[[ Records open ]]

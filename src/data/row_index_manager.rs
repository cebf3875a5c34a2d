//! RowIndexManager: per-column bijection between original row positions and
//! column-sorted positions.
//!
//! Built once per trainer run from the full (unsampled) column orders and
//! shared read-only by every [`RootRowMemberships`] of that run.
//!
//! [`RootRowMemberships`]: crate::memberships::root::RootRowMemberships

use crate::data::sorted_columns::SortedColumnSource;
use crate::debug_invariants::DebugInvariants;
use crate::membership_error::{MembershipError, check_index, to_u32};

/// Both directions of every column's sort permutation.
///
/// # Invariants
/// - For every column `c`, `original_positions[c]` and
///   `positions_in_column[c]` are mutually inverse permutations of
///   `0..row_count`.
#[derive(Clone, Debug)]
pub struct RowIndexManager {
    row_count: usize,
    /// `original_positions[c][column_pos] = original`
    original_positions: Vec<Box<[u32]>>,
    /// `positions_in_column[c][original] = column_pos`
    positions_in_column: Vec<Box<[u32]>>,
}

impl RowIndexManager {
    /// Invert every column order of `source`.
    ///
    /// # Errors
    /// * `InternalOverflow` if the table has more than `u32::MAX` rows.
    /// * `Construction` if a column order has the wrong length, references a
    ///   row outside the table, or lists a row twice.
    pub fn build<S>(source: &S) -> Result<Self, MembershipError>
    where
        S: SortedColumnSource + Sync + ?Sized,
    {
        let row_count = source.row_count();
        to_u32(row_count, "table row count exceeds u32 index space")?;
        let n_cols = source.column_count();

        #[cfg(feature = "rayon")]
        let inverted: Result<Vec<_>, MembershipError> = {
            use rayon::prelude::*;
            (0..n_cols)
                .into_par_iter()
                .map(|c| invert_column(c, source.sorted_original_positions(c), row_count))
                .collect()
        };
        #[cfg(not(feature = "rayon"))]
        let inverted: Result<Vec<_>, MembershipError> = (0..n_cols)
            .map(|c| invert_column(c, source.sorted_original_positions(c), row_count))
            .collect();

        let (original_positions, positions_in_column) = inverted?.into_iter().unzip();
        let manager = Self {
            row_count,
            original_positions,
            positions_in_column,
        };
        manager.debug_assert_invariants();
        log::debug!("row index manager built: {row_count} rows, {n_cols} columns");
        Ok(manager)
    }

    /// Number of rows in the full table.
    #[inline]
    pub fn row_count(&self) -> usize {
        self.row_count
    }

    /// Number of attribute columns.
    #[inline]
    pub fn column_count(&self) -> usize {
        self.original_positions.len()
    }

    #[inline]
    fn check_column(&self, column: usize) -> Result<(), MembershipError> {
        if column < self.column_count() {
            Ok(())
        } else {
            Err(MembershipError::ColumnOutOfRange {
                column,
                columns: self.column_count(),
            })
        }
    }

    /// `array[original] = column position` for `column`.
    pub fn positions_in_column(&self, column: usize) -> Result<&[u32], MembershipError> {
        self.check_column(column)?;
        Ok(&self.positions_in_column[column])
    }

    /// `array[column position] = original` for `column`.
    pub fn original_positions(&self, column: usize) -> Result<&[u32], MembershipError> {
        self.check_column(column)?;
        Ok(&self.original_positions[column])
    }

    /// Column position of original row `original` in `column`.
    pub fn position_in_column(&self, column: usize, original: usize) -> Result<usize, MembershipError> {
        let positions = self.positions_in_column(column)?;
        check_index(original, positions.len())?;
        Ok(positions[original] as usize)
    }

    /// Original row found at `column_pos` in `column`'s order.
    pub fn original_position(&self, column: usize, column_pos: usize) -> Result<usize, MembershipError> {
        let originals = self.original_positions(column)?;
        check_index(column_pos, originals.len())?;
        Ok(originals[column_pos] as usize)
    }
}

fn invert_column(
    column: usize,
    order: &[u32],
    row_count: usize,
) -> Result<(Box<[u32]>, Box<[u32]>), MembershipError> {
    if order.len() != row_count {
        return Err(MembershipError::Construction(format!(
            "column {column} lists {} rows, table has {row_count}",
            order.len()
        )));
    }
    // u32::MAX is never a valid position since row_count <= u32::MAX.
    let mut positions = vec![u32::MAX; row_count];
    for (pos, &original) in order.iter().enumerate() {
        let slot = positions.get_mut(original as usize).ok_or_else(|| {
            MembershipError::Construction(format!(
                "column {column} references row {original}, table has {row_count}"
            ))
        })?;
        if *slot != u32::MAX {
            return Err(MembershipError::Construction(format!(
                "column {column} lists row {original} twice"
            )));
        }
        *slot = pos as u32;
    }
    Ok((order.into(), positions.into_boxed_slice()))
}

impl DebugInvariants for RowIndexManager {
    fn validate_invariants(&self) -> Result<(), MembershipError> {
        for (c, (originals, positions)) in self
            .original_positions
            .iter()
            .zip(&self.positions_in_column)
            .enumerate()
        {
            if originals.len() != self.row_count || positions.len() != self.row_count {
                return Err(MembershipError::Construction(format!(
                    "column {c} arrays do not cover {} rows",
                    self.row_count
                )));
            }
            for (pos, &original) in originals.iter().enumerate() {
                if positions.get(original as usize).copied() != Some(pos as u32) {
                    return Err(MembershipError::Construction(format!(
                        "column {c}: position {pos} and row {original} are not inverse"
                    )));
                }
            }
        }
        Ok(())
    }
}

[[ Records closed ]]

• Exercise: From the first line to the last, transcribe the listing exactly.

• Solution:
filename src/data/row_index_manager.rs
repository cebf3875a5c34a2d
//! RowIndexManager: per-column bijection between original row positions and
//! column-sorted positions.
//!
//! Built once per trainer run from the full (unsampled) column orders and
//! shared read-only by every [`RootRowMemberships`] of that run.
//!
//! [`RootRowMemberships`]: crate::memberships::root::RootRowMemberships

use crate::data::sorted_columns::SortedColumnSource;
use crate::debug_invariants::DebugInvariants;
use crate::membership_error::{MembershipError, check_index, to_u32};

/// Both directions of every column's sort permutation.
///
/// # Invariants
/// - For every column `c`, `original_positions[c]` and
///   `positions_in_column[c]` are mutually inverse permutations of
///   `0..row_count`.
#[derive(Clone, Debug)]
pub struct RowIndexManager {
    row_count: usize,
    /// `original_positions[c][column_pos] = original`
    original_positions: Vec<Box<[u32]>>,
    /// `positions_in_column[c][original] = column_pos`
    positions_in_column: Vec<Box<[u32]>>,
}

impl RowIndexManager {
    /// Invert every column order of `source`.
    ///
    /// # Errors
    /// * `InternalOverflow` if the table has more than `u32::MAX` rows.
    /// * `Construction` if a column order has the wrong length, references a
    ///   row outside the table, or lists a row twice.
    pub fn build<S>(source: &S) -> Result<Self, MembershipError>
    where
        S: SortedColumnSource + Sync + ?Sized,
    {
        let row_count = source.row_count();
        to_u32(row_count, "table row count exceeds u32 index space")?;
        let n_cols = source.column_count();

        #[cfg(feature = "rayon")]
        let inverted: Result<Vec<_>, MembershipError> = {
            use rayon::prelude::*;
            (0..n_cols)
                .into_par_iter()
                .map(|c| invert_column(c, source.sorted_original_positions(c), row_count))
                .collect()
        };
        #[cfg(not(feature = "rayon"))]
        let inverted: Result<Vec<_>, MembershipError> = (0..n_cols)
            .map(|c| invert_column(c, source.sorted_original_positions(c), row_count))
            .collect();

        let (original_positions, positions_in_column) = inverted?.into_iter().unzip();
        let manager = Self {
            row_count,
            original_positions,
            positions_in_column,
        };
        manager.debug_assert_invariants();
        log::debug!("row index manager built: {row_count} rows, {n_cols} columns");
        Ok(manager)
    }

    /// Number of rows in the full table.
    #[inline]
    pub fn row_count(&self) -> usize {
        self.row_count
    }

    /// Number of attribute columns.
    #[inline]
    pub fn column_count(&self) -> usize {
        self.original_positions.len()
    }

    #[inline]
    fn check_column(&self, column: usize) -> Result<(), MembershipError> {
        if column < self.column_count() {
            Ok(())
        } else {
            Err(MembershipError::ColumnOutOfRange {
                column,
                columns: self.column_count(),
            })
        }
    }

    /// `array[original] = column position` for `column`.
    pub fn positions_in_column(&self, column: usize) -> Result<&[u32], MembershipError> {
        self.check_column(column)?;
        Ok(&self.positions_in_column[column])
    }

    /// `array[column position] = original` for `column`.
    pub fn original_positions(&self, column: usize) -> Result<&[u32], MembershipError> {
        self.check_column(column)?;
        Ok(&self.original_positions[column])
    }

    /// Column position of original row `original` in `column`.
    pub fn position_in_column(&self, column: usize, original: usize) -> Result<usize, MembershipError> {
        let positions = self.positions_in_column(column)?;
        check_index(original, positions.len())?;
        Ok(positions[original] as usize)
    }

    /// Original row found at `column_pos` in `column`'s order.
    pub fn original_position(&self, column: usize, column_pos: usize) -> Result<usize, MembershipError> {
        let originals = self.original_positions(column)?;
        check_index(column_pos, originals.len())?;
        Ok(originals[column_pos] as usize)
    }
}

fn invert_column(
    column: usize,
    order: &[u32],
    row_count: usize,
) -> Result<(Box<[u32]>, Box<[u32]>), MembershipError> {
    if order.len() != row_count {
        return Err(MembershipError::Construction(format!(
            "column {column} lists {} rows, table has {row_count}",
            order.len()
        )));
    }
    // u32::MAX is never a valid position since row_count <= u32::MAX.
    let mut positions = vec![u32::MAX; row_count];
    for (pos, &original) in order.iter().enumerate() {
        let slot = positions.get_mut(original as usize).ok_or_else(|| {
            MembershipError::Construction(format!(
                "column {column} references row {original}, table has {row_count}"
            ))
        })?;
        if *slot != u32::MAX {
            return Err(MembershipError::Construction(format!(
                "column {column} lists row {original} twice"
            )));
        }
        *slot = pos as u32;
    }
    Ok((order.into(), positions.into_boxed_slice()))
}

impl DebugInvariants for RowIndexManager {
    fn validate_invariants(&self) -> Result<(), MembershipError> {
        for (c, (originals, positions)) in self
            .original_positions
            .iter()
            .zip(&self.positions_in_column)
            .enumerate()
        {
            if originals.len() != self.row_count || positions.len() != self.row_count {
                return Err(MembershipError::Construction(format!(
                    "column {c} arrays do not cover {} rows",
                    self.row_count
                )));
            }
            for (pos, &original) in originals.iter().enumerate() {
                if positions.get(original as usize).copied() != Some(pos as u32) {
                    return Err(MembershipError::Construction(format!(
                        "column {c}: position {pos} and row {original} are not inverse"
                    )));
                }
            }
        }
        Ok(())
    }
}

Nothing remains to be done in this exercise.